Cragg wasn't sure what he was getting into, and he approached the problem as he would any NESC assignment. As a principal engineer, he is used to working with a team of diverse experts.

Lifeline to miners.

Click to enlarge

In the foreground is a 4-inch in diameter pipe, one of two that are providing lifelines to the trapped miners in Chile. Credit: NASA/Clint Cragg.

"I got a call from my boss at headquarters that these guys might need some help, so I got some engineers together and started 'what-iffing?' for scenarios in which we might help," Cragg said of the NESC. "Putting teams together and getting the best talent from across the agency, that's what we're pretty good at.

"While we were doing that, the request from the Chileans became more clear."

They wanted the expertise of people who were used to dealing with humans – such as astronauts – who are confined in spaces for long periods of time.

"What they were really interested in were the medical and psychological aspects of what we do," said Cragg, who added that his primary job on the mission was to support NASA doctors Michael Duncan and J.D. Polk and psychologist Al Holland, who recommended that the miners exercise and find a way to keep track of daylight and dark in their sleep patterns.

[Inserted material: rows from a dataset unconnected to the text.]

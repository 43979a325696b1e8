//! Sharded LRU cache for concurrent access.
//!
//! The key space is split across `shards` independent [`LruCache`]s, each
//! behind its own `parking_lot::Mutex`. A [`ShardSelector`] routes each key to
//! exactly one shard, so operations on keys in different shards never contend.
//!
//! ```text
//!   key ──► ShardSelector ──► shard i ──► Mutex<LruCache<K, V>>
//!
//!   capacity 10, shards 4  →  per-shard capacity ceil(10 / 4) = 3
//! ```
//!
//! Eviction order is LRU within a shard only. The total capacity reported is
//! the sum of shard capacities, which may round the requested value up.
//!
//! ```
//! use evictkit::policy::sharded_lru::ShardedLruCache;
//! use evictkit::traits::ConcurrentCache;
//!
//! let cache = ShardedLruCache::new(64, 4);
//! cache.put("a", 1);
//! assert_eq!(cache.get(&"a"), Some(1));
//! assert_eq!(cache.capacity(), 64);
//! ```
use std::hash::Hash;

use parking_lot::Mutex;
use tracing::debug;

use crate::ds::ShardSelector;
use crate::error::{ConfigError, InvariantError};
use crate::policy::lru::LruCache;
use crate::traits::{ConcurrentCache, CoreCache, MutableCache};

const DEFAULT_SEED: u64 = 0x9e37_79b9_7f4a_7c15;

#[derive(Debug)]
pub struct ShardedLruCache<K, V> {
    shards: Vec<Mutex<LruCache<K, V>>>,
    selector: ShardSelector,
    shard_capacity: usize,
}

impl<K, V> ShardedLruCache<K, V>
where
    K: Eq + Hash + Clone,
{
    /// # Panics
    ///
    /// Panics if `shards` is zero.
    pub fn new(capacity: usize, shards: usize) -> Self {
        Self::with_seed(capacity, shards, DEFAULT_SEED)
    }

    /// # Panics
    ///
    /// Panics if `shards` is zero.
    pub fn with_seed(capacity: usize, shards: usize, seed: u64) -> Self {
        match Self::try_with_seed(capacity, shards, seed) {
            Ok(cache) => cache,
            Err(err) => panic!("{err}"),
        }
    }

    pub fn try_new(capacity: usize, shards: usize) -> Result<Self, ConfigError> {
        Self::try_with_seed(capacity, shards, DEFAULT_SEED)
    }

    pub fn try_with_seed(capacity: usize, shards: usize, seed: u64) -> Result<Self, ConfigError> {
        if shards == 0 {
            return Err(ConfigError::new("sharded lru requires at least one shard"));
        }
        let selector = ShardSelector::new(shards, seed);
        let shard_capacity = selector.shard_capacity(capacity);
        debug!(capacity, shards, shard_capacity, "built sharded lru");
        Ok(Self {
            shards: (0..shards)
                .map(|_| Mutex::new(LruCache::new(shard_capacity)))
                .collect(),
            selector,
            shard_capacity,
        })
    }

    pub fn shard_count(&self) -> usize {
        self.shards.len()
    }

    pub fn shard_capacity(&self) -> usize {
        self.shard_capacity
    }

    /// Index of the shard that owns `key`.
    pub fn shard_for(&self, key: &K) -> usize {
        self.selector.shard_for_key(key)
    }

    /// Number of entries held by one shard.
    pub fn shard_len(&self, shard: usize) -> Option<usize> {
        self.shards.get(shard).map(|lock| lock.lock().len())
    }

    fn shard(&self, key: &K) -> &Mutex<LruCache<K, V>> {
        &self.shards[self.selector.shard_for_key(key)]
    }

    pub fn check_invariants(&self) -> Result<(), InvariantError> {
        for (index, lock) in self.shards.iter().enumerate() {
            let shard = lock.lock();
            shard.check_invariants()?;
            if shard.keys().any(|key| self.shard_for(key) != index) {
                return Err(InvariantError::new(format!(
                    "shard {index} holds a key routed elsewhere"
                )));
            }
        }
        Ok(())
    }
}

impl<K, V> ConcurrentCache<K, V> for ShardedLruCache<K, V>
where
    K: Eq + Hash + Clone + Send,
    V: Clone + Send,
{
    fn get(&self, key: &K) -> Option<V> {
        self.shard(key).lock().get(key).cloned()
    }

    fn put(&self, key: K, value: V) {
        self.shard(&key).lock().insert(key, value);
    }

    fn remove(&self, key: &K) -> bool {
        self.shard(key).lock().remove(key).is_some()
    }

    fn contains(&self, key: &K) -> bool {
        self.shard(key).lock().contains(key)
    }

    fn len(&self) -> usize {
        self.shards.iter().map(|lock| lock.lock().len()).sum()
    }

    fn capacity(&self) -> usize {
        self.shard_capacity * self.shards.len()
    }

    fn clear(&self) {
        for lock in &self.shards {
            lock.lock().clear();
        }
    }
}
#![no_main]

use evictkit::ds::IntrusiveList;
use libfuzzer_sys::fuzz_target;

// Arbitrary push/pop/remove/move sequences, including stale handles.
fuzz_target!(|data: &[u8]| {
    let mut list: IntrusiveList<u32> = IntrusiveList::new();
    let mut ids = Vec::new();
    let mut foreign: IntrusiveList<u32> = IntrusiveList::new();
    let foreign_id = foreign.push_back(0);

    for pair in data.chunks_exact(2) {
        let (op, arg) = (pair[0] % 8, pair[1]);
        let value = u32::from(arg);
        match op {
            0 => {
                let id = list.push_front(value);
                ids.push(id);
                assert_eq!(list.front(), Some(&value));
            },
            1 => {
                let id = list.push_back(value);
                ids.push(id);
                assert_eq!(list.back(), Some(&value));
            },
            2 => {
                let before = list.len();
                match list.pop_front() {
                    Some(_) => assert_eq!(list.len(), before - 1),
                    None => assert!(list.is_empty()),
                }
            },
            3 => {
                let before = list.len();
                match list.pop_back() {
                    Some(_) => assert_eq!(list.len(), before - 1),
                    None => assert!(list.is_empty()),
                }
            },
            4 if !ids.is_empty() => {
                let id = ids[usize::from(arg) % ids.len()];
                let live = list.contains(id);
                assert_eq!(list.remove(id).is_some(), live);
                assert!(!list.contains(id));
            },
            5 if !ids.is_empty() => {
                let id = ids[usize::from(arg) % ids.len()];
                if list.move_to_front(id) {
                    assert_eq!(list.front_id(), Some(id));
                }
            },
            6 => {
                assert!(!list.contains(foreign_id));
                assert!(list.take(foreign_id).is_err());
            },
            7 if arg == 0 => {
                list.clear();
                assert!(list.is_empty());
            },
            _ => {},
        }
        assert!(list.check_invariants().is_ok());
        assert_eq!(list.iter().count(), list.len());
    }
});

"They asked me to go down and help the doctors in case the doctors needed some technological device that NASA could provide, and then I could work with people back here in the states and try to help," Cragg said.

What the Chileans also got was a man used to working with other men in tight spaces for long periods of time. Before coming to NASA in 2003, Cragg commanded the Navy submarine Ohio.

"They had brought in the commanding officer of a Chilean submarine to discuss long-term underwater operations," Cragg said. "One of my basic recommendations was that they stay busy, because that's how we survive in the U.S. submarine force. You're really busy underway, and you don't have a chance to think about anything but your work, which is a good thing.

"The miners were already doing that. They were set up by their shift foreman."

Clint Cragg.

Clint Cragg is working with NESC engineers on criteria for rescue devices to bring trapped miners to the surface after a rescue shaft is finished. Credit: NASA/Jim Hodges.

That left Cragg to talk Navy with the Chilean sub skipper and to see how the rescue efforts were evolving. Like the other members of the NASA contingent, he looked ahead.

"They are just beginning to confront some of the issues they will face if they are there for a long time," said Holland, the psychologist from Johnson Space Center, in a teleconference Tuesday.

"They need to be doing meaningful work. And it's important that they share the responsibility for helping extract themselves."

That extraction is apparently going to require a device that will fit through a 26-inch diameter shaft and will hold a miner for the return trip to the surface. Perhaps a video and/or audio hookup with the miner during extraction?

"They're in the process of designing some kind of rescue enclosure," Cragg said. "They'll lower these cages down into the mine and pull them out. They have four or five different companies involved in designing these cages.

"I offered while I was down there to help define suggestions on design criteria that they could use to evaluate (these ideas). We're working to kind of put these suggestions together."

If he is asked, the criteria will be ready.

"I don't know how much involvement there will be," Cragg said. "We're trying to work on some broad brush things this week, but it will all depend on whether the Chileans want our help."

While in Chile, Cragg saw the four-inch in diameter palomas, tubes from the surface that are being used to supply the miners 2,300 feet below. Capsules, each about two meters long, are sent through the palemas with clothes, food, water, cameras and anything else the Chileans can think of to keep the miners involved while three separate shafts are being drilled as part of the rescue effort.

He came away impressed, both by the Chileans and their rescue efforts.

"I'm not a miner," Cragg said, "but from what I understand, the Chileans are writing the book. If this isn't the deepest rescue I've ever heard about, it's certainly the longest."